From light.sci-toys.com: In 1821, physicist Thomas Johan Seebeck discovered an interesting effect when he heated a junction of two different metals. He found that they generated an electric current. Actually, he thought it was a magnetic effect, because what he had noticed was that a compass needle was deflected as the current flowed through the wire.

Today, we call the thermoelectric effect he discovered by his name — the Seebeck effect. He must have had a very sensitive compass, because the currents that are generated are very small. Unless the wires are formed into a coil around the compass, to increase the magnetism of the current carrying wire, it would be difficult to notice any movement.

But a modern voltmeter is sensitive enough to show the effect, as shown in the photo. Now that concept has literally taken a quantum leap.

From University of Arizona News – Quantum physicists turn waste heat into power

A "forest" of molecules holds the promise of turning waste heat into electricity. UA physicists discovered that because of quantum effects, electron waves traveling along the backbone of each molecule interfere with each other, leading to the buildup of a voltage between the hot and cold electrodes (the golden structures on the bottom and top). (Rendering by Justin Bergfield)

University of Arizona physicists have discovered a new way of harvesting waste heat and turning it into electrical power.

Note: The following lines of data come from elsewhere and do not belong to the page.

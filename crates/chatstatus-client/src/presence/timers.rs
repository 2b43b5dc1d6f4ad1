//! Keyed deadline table.
//!
//! Each key owns at most one deadline. Arming an armed key replaces its
//! deadline, so a stale deadline can never fire after a newer one was set.
//! The table never sleeps itself; the dispatcher asks for
//! [`Timers::next_deadline`] and calls [`Timers::take_expired`] when it
//! passes.

use std::collections::HashMap;
use std::hash::Hash;
use std::time::Instant;

#[derive(Debug, Clone)]
pub struct Timers<K> {
    deadlines: HashMap<K, Instant>,
}

impl<K: Clone + Eq + Hash> Timers<K> {
    pub fn new() -> Self {
        Self {
            deadlines: HashMap::new(),
        }
    }

    /// Cancel any existing deadline for `key` and schedule a new one.
    /// Returns `true` if a previous deadline was replaced.
    pub fn arm(&mut self, key: K, deadline: Instant) -> bool {
        self.deadlines.insert(key, deadline).is_some()
    }

    /// Returns `true` if a deadline was cancelled.
    pub fn cancel(&mut self, key: &K) -> bool {
        self.deadlines.remove(key).is_some()
    }

    pub fn deadline(&self, key: &K) -> Option<Instant> {
        self.deadlines.get(key).copied()
    }

    /// Earliest armed deadline.
    pub fn next_deadline(&self) -> Option<Instant> {
        self.deadlines.values().min().copied()
    }

    /// Remove and return every key whose deadline is at or before `now`,
    /// earliest first.
    pub fn take_expired(&mut self, now: Instant) -> Vec<K> {
        let mut due: Vec<(K, Instant)> = self
            .deadlines
            .iter()
            .filter(|(_, at)| **at <= now)
            .map(|(k, at)| (k.clone(), *at))
            .collect();
        due.sort_by_key(|(_, at)| *at);
        for (key, _) in &due {
            self.deadlines.remove(key);
        }
        due.into_iter().map(|(k, _)| k).collect()
    }

    pub fn len(&self) -> usize {
        self.deadlines.len()
    }

    pub fn is_empty(&self) -> bool {
        self.deadlines.is_empty()
    }
}

impl<K: Clone + Eq + Hash> Default for Timers<K> {
    fn default() -> Self {
        Self::new()
    }
}
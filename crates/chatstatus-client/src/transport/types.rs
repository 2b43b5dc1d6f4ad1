//! Configuration, connection state, and event/command enums for the transport.

use std::time::Duration;

use chatstatus_common::{RoomId, UserId};

use crate::protocol::{InboundFrame, OutboundFrame};

// ---------------------------------------------------------------------------
// Configuration
// ---------------------------------------------------------------------------

/// Configuration for connecting to the presence relay.
#[derive(Debug, Clone)]
pub struct TransportConfig {
    /// Relay host, without scheme.
    pub server: String,
    /// Room the local user is viewing.
    pub room_id: RoomId,
    /// The local user.
    pub user_id: UserId,
    /// Keepalive interval while the socket is open (default: 30s).
    pub ping_interval: Duration,
    /// Fixed delay between a close and the next connect attempt (default: 60s).
    pub retry_interval: Duration,
    /// A connect attempt that takes longer than this counts as a close.
    pub connect_timeout: Duration,
    /// Use `wss://` (default) or plain `ws://`.
    pub secure: bool,
}

impl TransportConfig {
    pub fn new(server: impl Into<String>, room_id: RoomId, user_id: UserId) -> Self {
        Self {
            server: server.into(),
            room_id,
            user_id,
            ping_interval: Duration::from_secs(30),
            retry_interval: Duration::from_secs(60),
            connect_timeout: Duration::from_secs(15),
            secure: true,
        }
    }

    /// Build the WebSocket URL for this room and user.
    pub fn ws_url(&self) -> String {
        let scheme = if self.secure { "wss" } else { "ws" };
        format!(
            "{}://{}/api/connect/{}/{}",
            scheme, self.server, self.room_id, self.user_id
        )
    }
}

// ---------------------------------------------------------------------------
// State
// ---------------------------------------------------------------------------

/// Lifecycle of the single relay socket.
///
/// `Disconnected → Connecting → Open → Closing → Disconnected`. A connect
/// attempt that fails goes straight from `Connecting` back to
/// `Disconnected`.
#[derive(Debug, Clone, Copy, Default, PartialEq, Eq)]
pub enum ConnectionState {
    #[default]
    Disconnected,
    Connecting,
    Open,
    Closing,
}

// ---------------------------------------------------------------------------
// Events & Commands
// ---------------------------------------------------------------------------

/// Events emitted by the transport.
#[derive(Debug, Clone, PartialEq, Eq)]
pub enum TransportEvent {
    /// Socket opened.
    Opened,
    /// A well-formed frame from the relay.
    Frame(InboundFrame),
    /// Socket error. Always followed by `Closed`.
    Error(String),
    /// Socket closed; a reconnect is scheduled.
    Closed,
}

/// Commands sent to the connection task.
#[derive(Debug)]
pub(crate) enum TransportCommand {
    Send(OutboundFrame),
    Shutdown,
}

Taking advantage of quantum effects, the technology holds great promise for making cars, power plants, factories and solar panels more efficient.

What do a car engine, a power plant, a factory and a solar panel have in common? They all generate heat – a lot of which is wasted.

University of Arizona physicists have discovered a new way of harvesting waste heat and turning it into electrical power.

Using a theoretical model of a so-called molecular thermoelectric device, the technology holds great promise for making cars, power plants, factories and solar panels more efficient, to name a few possible applications. In addition, more efficient thermoelectric materials would make ozone-depleting chlorofluorocarbons, or CFCs, obsolete.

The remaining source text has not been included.